_DATA FOR THIS EXERCISE_:
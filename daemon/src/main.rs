//! trustmesh relay: reads one JSON document per line, routes each through
//! the gossip router, and prints the resulting envelopes as JSON lines.

mod config;

use std::path::PathBuf;
use std::sync::Arc;

use anyhow::Context;
use clap::Parser;
use serde_json::Value;
use tokio::io::{AsyncBufReadExt, AsyncRead, AsyncWriteExt, BufReader};
use tokio::sync::mpsc;
use trustmesh_router::Router;
use trustmesh_utils::{init_logging, LogFormat};

use crate::config::DaemonConfig;

#[derive(Parser)]
#[command(name = "trustmesh-relay", about = "trustmesh gossip relay")]
struct Cli {
    /// Path to a TOML configuration file. CLI flags and env vars override it.
    #[arg(long, env = "TRUSTMESH_CONFIG")]
    config: Option<PathBuf>,

    /// Newline-delimited JSON input; standard input when omitted.
    #[arg(long, env = "TRUSTMESH_INPUT")]
    input: Option<PathBuf>,

    /// Log level: "trace", "debug", "info", "warn", "error".
    #[arg(long, env = "TRUSTMESH_LOG_LEVEL")]
    log_level: Option<String>,

    /// Log format: "human" or "json".
    #[arg(long, env = "TRUSTMESH_LOG_FORMAT")]
    log_format: Option<LogFormat>,

    /// Local node public key.
    #[arg(long, env = "TRUSTMESH_PUBKEY")]
    pubkey: Option<String>,

    /// Start with routing disabled: documents are consumed and dropped.
    #[arg(long)]
    inactive: bool,

    /// Print the effective configuration as TOML and exit.
    #[arg(long)]
    print_config: bool,
}

fn effective_config(cli: &Cli) -> anyhow::Result<DaemonConfig> {
    let mut config = match &cli.config {
        Some(path) => DaemonConfig::from_toml_file(path)?,
        None => DaemonConfig::default(),
    };
    if let Some(level) = &cli.log_level {
        config.log_level = level.clone();
    }
    if let Some(format) = cli.log_format {
        config.log_format = format;
    }
    if let Some(pubkey) = &cli.pubkey {
        config.pubkey = pubkey.clone();
    }
    if cli.inactive {
        config.router.active = false;
    }
    Ok(config)
}

/// Feed parsed lines into the router until the input ends.
async fn pump<R: AsyncRead + Unpin>(reader: R, tx: mpsc::Sender<Value>) -> anyhow::Result<usize> {
    let mut lines = BufReader::new(reader).lines();
    let mut line_no = 0usize;
    let mut accepted = 0usize;
    while let Some(line) = lines.next_line().await.context("reading input")? {
        line_no += 1;
        if line.trim().is_empty() {
            continue;
        }
        match serde_json::from_str::<Value>(&line) {
            Ok(doc) => {
                if tx.send(doc).await.is_err() {
                    break;
                }
                accepted += 1;
            }
            Err(e) => tracing::warn!(line = line_no, error = %e, "skipping invalid JSON line"),
        }
    }
    Ok(accepted)
}

#[tokio::main]
async fn main() -> anyhow::Result<()> {
    let cli = Cli::parse();
    let config = effective_config(&cli)?;

    if cli.print_config {
        print!("{}", config.to_toml_string()?);
        return Ok(());
    }

    init_logging(config.log_format, &config.log_level);

    if config.pubkey.is_empty() {
        tracing::warn!("no local pubkey configured; every document is treated as relayed");
    }
    for key in config.malformed_keys() {
        tracing::warn!(pubkey = key, "configured key is not a base58 public key");
    }
    tracing::info!(
        peers = config.peers.len(),
        mirrors = config.mirror_endpoints.len(),
        active = config.router.active,
        "starting trustmesh relay"
    );

    let directory = Arc::new(config.seed_directory().await);
    tracing::debug!(known = directory.len().await, "peer directory seeded");
    let peering = Arc::new(config.peering());
    let router = Router::new(directory, peering, config.router.clone());
    let handle = router.handle();

    let (tx, rx) = mpsc::channel(config.router.channel_capacity.max(1));
    let (mut envelopes, task) = router.spawn(rx);

    let reader = tokio::spawn(async move {
        match cli.input {
            Some(path) => {
                let file = tokio::fs::File::open(&path)
                    .await
                    .with_context(|| format!("opening input {}", path.display()))?;
                pump(file, tx).await
            }
            None => pump(tokio::io::stdin(), tx).await,
        }
    });

    let mut stdout = tokio::io::stdout();
    while let Some(envelope) = envelopes.recv().await {
        let mut line = serde_json::to_string(&envelope)?;
        line.push('\n');
        stdout.write_all(line.as_bytes()).await?;
    }
    stdout.flush().await?;

    let accepted = reader.await??;
    task.await?;

    tracing::info!(documents = accepted, stats = ?handle.stats().snapshot(), "trustmesh relay exited cleanly");
    Ok(())
}
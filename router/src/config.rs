//! Router configuration with TOML file support.

use serde::{Deserialize, Serialize};

use crate::error::RouterError;
use crate::selection::FanoutCaps;

/// Fanout caps and runtime settings for the gossip router.
#[derive(Clone, Debug, PartialEq, Eq, Serialize, Deserialize)]
pub struct RouterConfig {
    /// Members to forward a self-originated document to.
    #[serde(default = "default_max_members_self")]
    pub max_members_self: usize,

    /// Members to forward a relayed document to.
    #[serde(default = "default_max_members_relay")]
    pub max_members_relay: usize,

    /// Non-members to forward a self-originated document to.
    #[serde(default = "default_max_nonmembers_self")]
    pub max_nonmembers_self: usize,

    /// Non-members to forward a relayed document to.
    #[serde(default = "default_max_nonmembers_relay")]
    pub max_nonmembers_relay: usize,

    /// Bound of the input and output channels of a spawned router.
    #[serde(default = "default_channel_capacity")]
    pub channel_capacity: usize,

    /// Whether the router starts active.
    #[serde(default = "default_true")]
    pub active: bool,
}

// ── Serde default helpers ──────────────────────────────────────────────

fn default_max_members_self() -> usize {
    8
}

fn default_max_members_relay() -> usize {
    4
}

fn default_max_nonmembers_self() -> usize {
    6
}

fn default_max_nonmembers_relay() -> usize {
    4
}

fn default_channel_capacity() -> usize {
    256
}

fn default_true() -> bool {
    true
}

// ── Impl ───────────────────────────────────────────────────────────────

impl RouterConfig {
    /// Caps for a self-originated or a relayed document.
    pub fn caps(&self, self_originated: bool) -> FanoutCaps {
        if self_originated {
            FanoutCaps {
                members: self.max_members_self,
                nonmembers: self.max_nonmembers_self,
            }
        } else {
            FanoutCaps {
                members: self.max_members_relay,
                nonmembers: self.max_nonmembers_relay,
            }
        }
    }

    /// Load configuration from a TOML file.
    pub fn from_toml_file(path: &str) -> Result<Self, RouterError> {
        let content =
            std::fs::read_to_string(path).map_err(|e| RouterError::Config(e.to_string()))?;
        Self::from_toml_str(&content)
    }

    /// Parse configuration from a TOML string.
    pub fn from_toml_str(s: &str) -> Result<Self, RouterError> {
        toml::from_str(s).map_err(|e| RouterError::Config(e.to_string()))
    }

    /// Serialize the configuration to a TOML string.
    pub fn to_toml_string(&self) -> Result<String, RouterError> {
        toml::to_string_pretty(self).map_err(|e| RouterError::Config(e.to_string()))
    }
}

impl Default for RouterConfig {
    fn default() -> Self {
        Self {
            max_members_self: default_max_members_self(),
            max_members_relay: default_max_members_relay(),
            max_nonmembers_self: default_max_nonmembers_self(),
            max_nonmembers_relay: default_max_nonmembers_relay(),
            channel_capacity: default_channel_capacity(),
            active: default_true(),
        }
    }
}
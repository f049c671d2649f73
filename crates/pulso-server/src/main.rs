mod api;
mod middleware;

use tracing_subscriber::EnvFilter;

use crate::api::{build_app, AppState};

#[tokio::main]
async fn main() -> anyhow::Result<()> {
    dotenvy::dotenv().ok();
    let config = pulso_core::load_app_config()?;
    let env_filter = EnvFilter::try_from_default_env()
        .or_else(|_| EnvFilter::try_new(config.log_level.clone()))?;
    tracing_subscriber::fmt().with_env_filter(env_filter).init();

    tracing::info!(env = %config.env, bind_addr = %config.bind_addr, "starting pulso-server");

    let pipeline = pulso_report::build_live_pipeline(&config)?;
    let app = build_app(AppState::new(pipeline));

    let listener = tokio::net::TcpListener::bind(config.bind_addr).await?;
    axum::serve(listener, app)
        .with_graceful_shutdown(shutdown_signal())
        .await?;
    Ok(())
}

async fn shutdown_signal() {
    let ctrl_c = async {
        if let Err(e) = tokio::signal::ctrl_c().await {
            tracing::error!(error = %e, "failed to listen for ctrl-c");
            std::future::pending::<()>().await;
        }
    };

    #[cfg(unix)]
    let terminate = async {
        match tokio::signal::unix::signal(tokio::signal::unix::SignalKind::terminate()) {
            Ok(mut signal) => {
                signal.recv().await;
            }
            Err(e) => {
                tracing::error!(error = %e, "failed to install SIGTERM handler");
                std::future::pending::<()>().await;
            }
        }
    };

    #[cfg(not(unix))]
    let terminate = std::future::pending::<()>();

    tokio::select! {
        () = ctrl_c => {},
        () = terminate => {},
    }

    tracing::info!("received shutdown signal, starting graceful shutdown");
}
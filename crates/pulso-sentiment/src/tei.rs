//! TEI (Text Embeddings Inference) client for sequence-classification models.
//!
//! Serves a three-class Spanish sentiment model (e.g.
//! `finiteautomata/beto-sentiment-analysis`) through TEI's `/predict` route.

use std::future::Future;
use std::time::Duration;

use serde::{Deserialize, Serialize};

use crate::error::SentimentError;
use crate::model::{ClassScores, SentimentModel};

/// TEI HTTP client for `/predict`.
pub struct TeiSentimentModel {
    client: reqwest::Client,
    url: String,
}

#[derive(Serialize)]
struct PredictRequest<'a> {
    /// One single-sequence batch entry per text.
    inputs: Vec<[&'a str; 1]>,
    truncate: bool,
    raw_scores: bool,
}

#[derive(Debug, Deserialize)]
struct Prediction {
    score: f32,
    label: String,
}

/// Maps a model label to its class index.
///
/// Accepts the `NEG`/`NEU`/`POS` family (any case, any suffix) and the
/// generic `LABEL_0`..`LABEL_2` names.
fn class_index(label: &str) -> Option<usize> {
    let upper = label.to_ascii_uppercase();
    if upper.starts_with("NEG") {
        Some(0)
    } else if upper.starts_with("NEU") {
        Some(1)
    } else if upper.starts_with("POS") {
        Some(2)
    } else {
        upper
            .strip_prefix("LABEL_")
            .and_then(|n| n.parse::<usize>().ok())
            .filter(|n| *n < 3)
    }
}

fn to_class_scores(predictions: Vec<Prediction>) -> Result<ClassScores, SentimentError> {
    let mut scores = [0.0_f32; 3];
    for prediction in predictions {
        let index = class_index(&prediction.label)
            .ok_or_else(|| SentimentError::UnknownLabel(prediction.label.clone()))?;
        scores[index] = prediction.score;
    }
    Ok(scores)
}

impl TeiSentimentModel {
    /// # Errors
    ///
    /// Returns [`SentimentError::Http`] if the `reqwest::Client` cannot be built.
    pub fn new(tei_url: &str, timeout_secs: u64) -> Result<Self, SentimentError> {
        let client = reqwest::Client::builder()
            .timeout(Duration::from_secs(timeout_secs))
            .connect_timeout(Duration::from_secs(10))
            .build()?;
        Ok(Self {
            client,
            url: format!("{}/predict", tei_url.trim_end_matches('/')),
        })
    }

    async fn predict_batch(&self, texts: &[&str]) -> Result<Vec<ClassScores>, SentimentError> {
        let request = PredictRequest {
            inputs: texts.iter().map(|t| [*t]).collect(),
            truncate: true,
            raw_scores: false,
        };
        let response = self.client.post(&self.url).json(&request).send().await?;
        let status = response.status();
        let body = response.text().await?;

        if !status.is_success() {
            return Err(SentimentError::Inference {
                status: status.as_u16(),
                message: body.chars().take(300).collect(),
            });
        }

        let batch: Vec<Vec<Prediction>> =
            serde_json::from_str(&body).map_err(|e| SentimentError::Deserialize {
                context: "TEI /predict".to_owned(),
                source: e,
            })?;

        if batch.len() != texts.len() {
            return Err(SentimentError::ShapeMismatch {
                expected: texts.len(),
                got: batch.len(),
            });
        }

        batch.into_iter().map(to_class_scores).collect()
    }
}

impl SentimentModel for TeiSentimentModel {
    fn predict(
        &self,
        texts: &[&str],
    ) -> impl Future<Output = Result<Vec<ClassScores>, SentimentError>> + Send {
        self.predict_batch(texts)
    }
}

#[cfg(test)]
mod tests {
    use super::*;

    #[test]
    fn class_index_accepts_beto_labels() {
        assert_eq!(class_index("NEG"), Some(0));
        assert_eq!(class_index("NEU"), Some(1));
        assert_eq!(class_index("POS"), Some(2));
        assert_eq!(class_index("positive"), Some(2));
    }

    #[test]
    fn class_index_accepts_generic_labels() {
        assert_eq!(class_index("LABEL_0"), Some(0));
        assert_eq!(class_index("label_2"), Some(2));
        assert_eq!(class_index("LABEL_3"), None);
        assert_eq!(class_index("joy"), None);
    }

    #[test]
    fn scores_are_placed_by_label_not_position() {
        let predictions = vec![
            Prediction {
                score: 0.7,
                label: "POS".to_owned(),
            },
            Prediction {
                score: 0.2,
                label: "NEU".to_owned(),
            },
            Prediction {
                score: 0.1,
                label: "NEG".to_owned(),
            },
        ];
        assert_eq!(to_class_scores(predictions).unwrap(), [0.1, 0.2, 0.7]);
    }

    #[test]
    fn request_wraps_each_text_as_single_sequence() {
        let request = PredictRequest {
            inputs: vec![["hola"], ["chao"]],
            truncate: true,
            raw_scores: false,
        };
        let json = serde_json::to_value(&request).unwrap();
        assert_eq!(json["inputs"], serde_json::json!([["hola"], ["chao"]]));
        assert_eq!(json["truncate"], true);
    }

    #[test]
    fn predict_url_has_single_slash() {
        let model = TeiSentimentModel::new("http://tei:8080/", 5).unwrap();
        assert_eq!(model.url, "http://tei:8080/predict");
    }
}
//! Post search for Pulso.
//!
//! Builds one recent-search query per PND concept, calls the X API v2
//! recent-search endpoint with a bearer token, and retries rate-limited
//! calls with exponential back-off (60 s, 120 s, 240 s by default).

pub mod client;
pub mod error;
pub mod gateway;
pub mod query;
pub mod retry;
pub mod types;

pub use client::{RecentSearch, XApiClient};
pub use error::{SearchError, SearchErrorKind};
pub use gateway::SearchGateway;
pub use query::{build_concept_query, MAX_QUERY_LEN};
pub use retry::BackoffPolicy;
pub use types::{FoundPost, SearchPage};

_TASK ITEM_: The required output is the entries from their opening line through the line holding "vars override it.", repeated exactly, with both end lines kept.

_TASK OUTPUT_:
filename daemon/src/main.rs
//! trustmesh relay: reads one JSON document per line, routes each through
//! the gossip router, and prints the resulting envelopes as JSON lines.

mod config;

use std::path::PathBuf;
use std::sync::Arc;

use anyhow::Context;
use clap::Parser;
use serde_json::Value;
use tokio::io::{AsyncBufReadExt, AsyncRead, AsyncWriteExt, BufReader};
use tokio::sync::mpsc;
use trustmesh_router::Router;
use trustmesh_utils::{init_logging, LogFormat};

use crate::config::DaemonConfig;

#[derive(Parser)]
#[command(name = "trustmesh-relay", about = "trustmesh gossip relay")]
struct Cli {
    /// Path to a TOML configuration file. CLI flags and env vars override it.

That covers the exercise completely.